=== Begin Enclosure ===

//! phrasemine: staged keyphrase extraction over archived patent XML.

use std::path::PathBuf;
use std::sync::Arc;

use anyhow::Context;
use clap::Parser;
use tracing::info;
use tracing_subscriber::EnvFilter;

mod cli;

use cli::Cli;
use phrasemine_core::DataPaths;
use phrasemine_infer::{create_embedder, EmbeddingScorer};
use phrasemine_runtime::PipelineDriver;
use phrasemine_store::FsStageStore;

fn resolve_data_dir(flag: Option<PathBuf>) -> PathBuf {
    flag.unwrap_or_else(|| {
        let exe_dir = std::env::current_exe()
            .ok()
            .and_then(|p| p.parent().map(|p| p.to_path_buf()));
        if let Some(dir) = exe_dir {
            let parent_data = dir.join("../data");
            if parent_data.exists() {
                return parent_data;
            }
        }
        PathBuf::from("data")
    })
}

fn main() -> anyhow::Result<()> {
    tracing_subscriber::fmt()
        .with_env_filter(
            EnvFilter::try_from_default_env().unwrap_or_else(|_| EnvFilter::new("info")),
        )
        .init();

    let cli = Cli::parse();
    let config = cli.to_config().context("invalid configuration")?;

    let data_dir = resolve_data_dir(cli.data_dir.clone());
    info!("Data directory: {}", data_dir.display());
    let paths = DataPaths::new(&data_dir)
        .with_context(|| format!("cannot prepare data directory {}", data_dir.display()))?;

    info!(
        "Configuration: strategy={}, diversity={}, ngram=({}, {}), top_n={}, nr_candidates={}, model={}, batch_size={}, workers={}",
        config.diversification,
        config.diversity,
        config.ngram_range.min,
        config.ngram_range.max,
        config.top_n,
        config.nr_candidates,
        config.model,
        config.batch_size,
        config.workers
    );

    let store = FsStageStore::new(&paths);

    let model_dir = cli
        .model_dir
        .clone()
        .unwrap_or_else(|| paths.model_dir(config.model));
    let embedder = create_embedder(&model_dir, config.model);
    let scorer = Arc::new(EmbeddingScorer::new(embedder, &config));

    let driver = PipelineDriver::new(&config, &paths.patents, &store, scorer);
    let report = driver.run().context("pipeline aborted")?;

    if let Some(path) = &cli.report {
        let json = serde_json::to_string_pretty(&report)?;
        std::fs::write(path, json)
            .with_context(|| format!("cannot write report to {}", path.display()))?;
        info!("Run report written to {}", path.display());
    }

    if !report.exit_ok() {
        tracing::error!("No shard produced keyphrases ({} failed)", report.failed());
        std::process::exit(1);
    }
    Ok(())
}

=== End Enclosure ===

● **Problem**
Write down the full listing again, exactly.

● **Solution to the exercise**
//! phrasemine: staged keyphrase extraction over archived patent XML.

use std::path::PathBuf;
use std::sync::Arc;

use anyhow::Context;
use clap::Parser;
use tracing::info;
use tracing_subscriber::EnvFilter;

mod cli;

use cli::Cli;
use phrasemine_core::DataPaths;
use phrasemine_infer::{create_embedder, EmbeddingScorer};
use phrasemine_runtime::PipelineDriver;
use phrasemine_store::FsStageStore;

fn resolve_data_dir(flag: Option<PathBuf>) -> PathBuf {
    flag.unwrap_or_else(|| {
        let exe_dir = std::env::current_exe()
            .ok()
            .and_then(|p| p.parent().map(|p| p.to_path_buf()));
        if let Some(dir) = exe_dir {
            let parent_data = dir.join("../data");
            if parent_data.exists() {
                return parent_data;
            }
        }
        PathBuf::from("data")
    })
}

fn main() -> anyhow::Result<()> {
    tracing_subscriber::fmt()
        .with_env_filter(
            EnvFilter::try_from_default_env().unwrap_or_else(|_| EnvFilter::new("info")),
        )
        .init();

    let cli = Cli::parse();
    let config = cli.to_config().context("invalid configuration")?;

    let data_dir = resolve_data_dir(cli.data_dir.clone());
    info!("Data directory: {}", data_dir.display());
    let paths = DataPaths::new(&data_dir)
        .with_context(|| format!("cannot prepare data directory {}", data_dir.display()))?;

    info!(
        "Configuration: strategy={}, diversity={}, ngram=({}, {}), top_n={}, nr_candidates={}, model={}, batch_size={}, workers={}",
        config.diversification,
        config.diversity,
        config.ngram_range.min,
        config.ngram_range.max,
        config.top_n,
        config.nr_candidates,
        config.model,
        config.batch_size,
        config.workers
    );

    let store = FsStageStore::new(&paths);

    let model_dir = cli
        .model_dir
        .clone()
        .unwrap_or_else(|| paths.model_dir(config.model));
    let embedder = create_embedder(&model_dir, config.model);
    let scorer = Arc::new(EmbeddingScorer::new(embedder, &config));

    let driver = PipelineDriver::new(&config, &paths.patents, &store, scorer);
    let report = driver.run().context("pipeline aborted")?;

    if let Some(path) = &cli.report {
        let json = serde_json::to_string_pretty(&report)?;
        std::fs::write(path, json)
            .with_context(|| format!("cannot write report to {}", path.display()))?;
        info!("Run report written to {}", path.display());
    }

    if !report.exit_ok() {
        tracing::error!("No shard produced keyphrases ({} failed)", report.failed());
        std::process::exit(1);
    }
    Ok(())
}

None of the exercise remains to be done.